__WORK INSTRUCTIONS__
Only one stretch of the data below should be repeated: the lines from the line containing "max_age: Duration::from_secs(24 *" through the line containing "pub fn resolve(cli: &Cli)", inclusive, exactly as they are.

□ □ □ □ □

//! Run configuration.
//!
//! A [`Config`] is resolved once at start-up from three layers, highest
//! precedence first:
//!
//! 1. command-line flags and `HARVEST_*` environment variables ([`Cli`])
//! 2. an optional YAML file (`--config harvest.yaml`, [`ConfigFile`])
//! 3. built-in defaults ([`Config::for_channel`])
//!
//! and is immutable for the rest of the run.
//!
//! # Example file
//!
//! ```yaml
//! channel: ytn
//! max_age_hours: 12
//! workers: 4
//! missing_instant: drop
//! ```

use crate::cli::Cli;
use crate::error::ConfigError;
use crate::lang::LanguageCode;
use clap::ValueEnum;
use serde::{Deserialize, Serialize};
use std::fmt;
use std::path::Path;
use std::str::FromStr;
use std::time::Duration;
use tracing::{debug, info};
use url::Url;

const CHANNEL_ORIGIN: &str = "https://www.youtube.com";

/// Supported broadcaster channels.
#[derive(Debug, Clone, Copy, PartialEq, Eq)]
pub enum Channel {
    Ytn,
    Kbs,
    Sbs,
}

impl Channel {
    pub fn handle(self) -> &'static str {
        match self {
            Channel::Ytn => "@ytnnews24",
            Channel::Kbs => "@newskbs",
            Channel::Sbs => "@sbsnews8",
        }
    }

    /// Default output file name for the channel's dataset.
    pub fn file_name(self) -> &'static str {
        match self {
            Channel::Ytn => "YTN_VIDEO_DATA.json",
            Channel::Kbs => "KBS_VIDEO_DATA.json",
            Channel::Sbs => "SBS_VIDEO_DATA.json",
        }
    }

    /// The channel's `/videos` tab.
    pub fn videos_url(self) -> Result<Url, ConfigError> {
        let raw = format!("{CHANNEL_ORIGIN}/{}/videos", self.handle());
        Url::parse(&raw).map_err(|_| ConfigError::InvalidTarget(raw))
    }
}

impl FromStr for Channel {
    type Err = ConfigError;

    fn from_str(s: &str) -> Result<Self, Self::Err> {
        match s.trim().to_ascii_lowercase().as_str() {
            "ytn" => Ok(Channel::Ytn),
            "kbs" => Ok(Channel::Kbs),
            "sbs" => Ok(Channel::Sbs),
            other => Err(ConfigError::UnknownChannel(other.to_string())),
        }
    }
}

impl fmt::Display for Channel {
    fn fmt(&self, f: &mut fmt::Formatter<'_>) -> fmt::Result {
        f.write_str(match self {
            Channel::Ytn => "ytn",
            Channel::Kbs => "kbs",
            Channel::Sbs => "sbs",
        })
    }
}

/// What Enrichment does with a video that has no upload instant.
#[derive(Debug, Clone, Copy, Default, PartialEq, Eq, Serialize, Deserialize, ValueEnum)]
#[serde(rename_all = "lowercase")]
pub enum MissingInstantPolicy {
    /// Pass the item through unfiltered on age, with a warning.
    #[default]
    Keep,
    /// Drop the item.
    Drop,
}

/// Which description rendition goes into `cleaned_description`.
#[derive(Debug, Clone, Copy, Default, PartialEq, Eq, Serialize, Deserialize, ValueEnum)]
#[serde(rename_all = "lowercase")]
pub enum BodyMode {
    /// Boilerplate-free prose (`clean_body`).
    #[default]
    Clean,
    /// Space-joined content tokens (`tokenize_for_vector`).
    Tokens,
}

/// Values accepted from a YAML config file. Every field is optional.
#[derive(Debug, Clone, Default, PartialEq, Deserialize)]
#[serde(default, deny_unknown_fields)]
pub struct ConfigFile {
    pub channel: Option<String>,
    pub target_url: Option<String>,
    pub output_dir: Option<String>,
    pub output_file: Option<String>,
    pub min_seconds: Option<u64>,
    pub max_seconds: Option<u64>,
    pub max_age_hours: Option<u64>,
    pub reveal_pause_secs: Option<u64>,
    pub max_reveals: Option<usize>,
    pub stall_limit: Option<usize>,
    pub load_timeout_secs: Option<u64>,
    pub reveal_timeout_secs: Option<u64>,
    pub fetch_timeout_secs: Option<u64>,
    pub workers: Option<usize>,
    pub early_stop: Option<bool>,
    pub missing_instant: Option<MissingInstantPolicy>,
    pub body_mode: Option<BodyMode>,
    pub target_language: Option<LanguageCode>,
}

impl ConfigFile {
    /// Read and parse a YAML config file.
    pub fn load(path: impl AsRef<Path>) -> Result<Self, ConfigError> {
        let path = path.as_ref();
        let display = path.display().to_string();
        let raw = std::fs::read_to_string(path).map_err(|source| ConfigError::Read {
            path: display.clone(),
            source,
        })?;
        serde_yaml::from_str(&raw).map_err(|source| ConfigError::Parse {
            path: display,
            source,
        })
    }
}

/// Immutable parameters for one run.
#[derive(Debug, Clone, PartialEq)]
pub struct Config {
    pub channel: Channel,
    /// The list page Discovery walks.
    pub target: Url,
    pub output_dir: String,
    pub output_file: String,
    pub min_seconds: u64,
    pub max_seconds: u64,
    pub max_age: Duration,
    pub reveal_pause: Duration,
    pub max_reveals: usize,
    pub stall_limit: usize,
    pub load_timeout: Duration,
    pub reveal_timeout: Duration,
    pub fetch_timeout: Duration,
    pub workers: usize,
    /// Stop discovery at the first item past the age boundary.
    pub early_stop: bool,
    pub missing_instant: MissingInstantPolicy,
    pub body_mode: BodyMode,
    pub target_language: LanguageCode,
}

impl Config {
    /// Built-in defaults for `channel`, taken from the production harvest runs.
    pub fn for_channel(channel: Channel) -> Result<Self, ConfigError> {
        Ok(Self {
            channel,
            target: channel.videos_url()?,
            output_dir: ".".to_string(),
            output_file: channel.file_name().to_string(),
            min_seconds: 60,
            max_seconds: 300,
            max_age: Duration::from_secs(24 * 3600),
            reveal_pause: Duration::from_secs(3),
            max_reveals: 500,
            stall_limit: 3,
            load_timeout: Duration::from_secs(30),
            reveal_timeout: Duration::from_secs(15),
            fetch_timeout: Duration::from_secs(30),
            workers: num_cpus::get().max(1),
            early_stop: true,
            missing_instant: MissingInstantPolicy::Keep,
            body_mode: BodyMode::Clean,
            target_language: LanguageCode::Ko,
        })
    }

    /// Resolve CLI flags over the optional config file over defaults.
    pub fn resolve(cli: &Cli) -> Result<Self, ConfigError> {
        let file = match &cli.config {
            Some(path) => {
                info!(%path, "Loading config file");
                ConfigFile::load(path)?
            }
            None => ConfigFile::default(),
        };
        let config = Self::merge(cli, &file)?;
        config.validate()?;
        debug!(?config, "Resolved configuration");
        Ok(config)
    }

    fn merge(cli: &Cli, file: &ConfigFile) -> Result<Self, ConfigError> {
        let secs = |cli: Option<u64>, file: Option<u64>, default: Duration| {
            cli.or(file).map_or(default, Duration::from_secs)
        };

        let channel = match cli.channel.as_deref().or(file.channel.as_deref()) {
            Some(s) => s.parse()?,
            None => Channel::Kbs,
        };
        let defaults = Config::for_channel(channel)?;
        let target = match cli.target_url.as_deref().or(file.target_url.as_deref()) {
            Some(raw) => Url::parse(raw).map_err(|_| ConfigError::InvalidTarget(raw.to_string()))?,
            None => defaults.target,
        };
        let output_file = cli
            .output_file
            .clone()
            .or_else(|| file.output_file.clone())
            .unwrap_or(defaults.output_file);

        Ok(Self {
            channel,
            target,
            output_dir: cli
                .output_dir
                .clone()
                .or_else(|| file.output_dir.clone())
                .unwrap_or(defaults.output_dir),
            output_file,
            min_seconds: cli.min_seconds.or(file.min_seconds).unwrap_or(defaults.min_seconds),
            max_seconds: cli.max_seconds.or(file.max_seconds).unwrap_or(defaults.max_seconds),
            max_age: cli
                .max_age_hours
                .or(file.max_age_hours)
                .map_or(defaults.max_age, |h| Duration::from_secs(h.saturating_mul(3600))),
            reveal_pause: secs(cli.reveal_pause_secs, file.reveal_pause_secs, defaults.reveal_pause),
            max_reveals: cli.max_reveals.or(file.max_reveals).unwrap_or(defaults.max_reveals),
            stall_limit: cli.stall_limit.or(file.stall_limit).unwrap_or(defaults.stall_limit),
            load_timeout: secs(cli.load_timeout_secs, file.load_timeout_secs, defaults.load_timeout),
            reveal_timeout: secs(
                cli.reveal_timeout_secs,
                file.reveal_timeout_secs,
                defaults.reveal_timeout,
            ),
            fetch_timeout: secs(cli.fetch_timeout_secs, file.fetch_timeout_secs, defaults.fetch_timeout),
            workers: cli.workers.or(file.workers).unwrap_or(defaults.workers),
            early_stop: if cli.no_early_stop {
                false
            } else {
                file.early_stop.unwrap_or(defaults.early_stop)
            },
            missing_instant: cli
                .missing_instant
                .or(file.missing_instant)
                .unwrap_or(defaults.missing_instant),
            body_mode: cli.body_mode.or(file.body_mode).unwrap_or(defaults.body_mode),
            target_language: cli
                .target_language
                .or(file.target_language)
                .unwrap_or(defaults.target_language),
        })
    }

    /// Reject parameter combinations that cannot produce a meaningful run.
    pub fn validate(&self) -> Result<(), ConfigError> {
        if self.min_seconds > self.max_seconds {
            return Err(ConfigError::Invalid(format!(
                "min_seconds ({}) exceeds max_seconds ({})",
                self.min_seconds, self.max_seconds
            )));
        }
        if self.max_age.is_zero() {
            return Err(ConfigError::Invalid("max_age must be positive".into()));
        }
        if self.workers == 0 {
            return Err(ConfigError::Invalid("workers must be at least 1".into()));
        }
        if self.stall_limit == 0 {
            return Err(ConfigError::Invalid("stall_limit must be at least 1".into()));
        }
        Ok(())
    }
}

□ □ □ □ □

__REPLY TO THE TASK__
            max_age: Duration::from_secs(24 * 3600),
            reveal_pause: Duration::from_secs(3),
            max_reveals: 500,
            stall_limit: 3,
            load_timeout: Duration::from_secs(30),
            reveal_timeout: Duration::from_secs(15),
            fetch_timeout: Duration::from_secs(30),
            workers: num_cpus::get().max(1),
            early_stop: true,
            missing_instant: MissingInstantPolicy::Keep,
            body_mode: BodyMode::Clean,
            target_language: LanguageCode::Ko,
        })
    }

    /// Resolve CLI flags over the optional config file over defaults.
    pub fn resolve(cli: &Cli) -> Result<Self, ConfigError> {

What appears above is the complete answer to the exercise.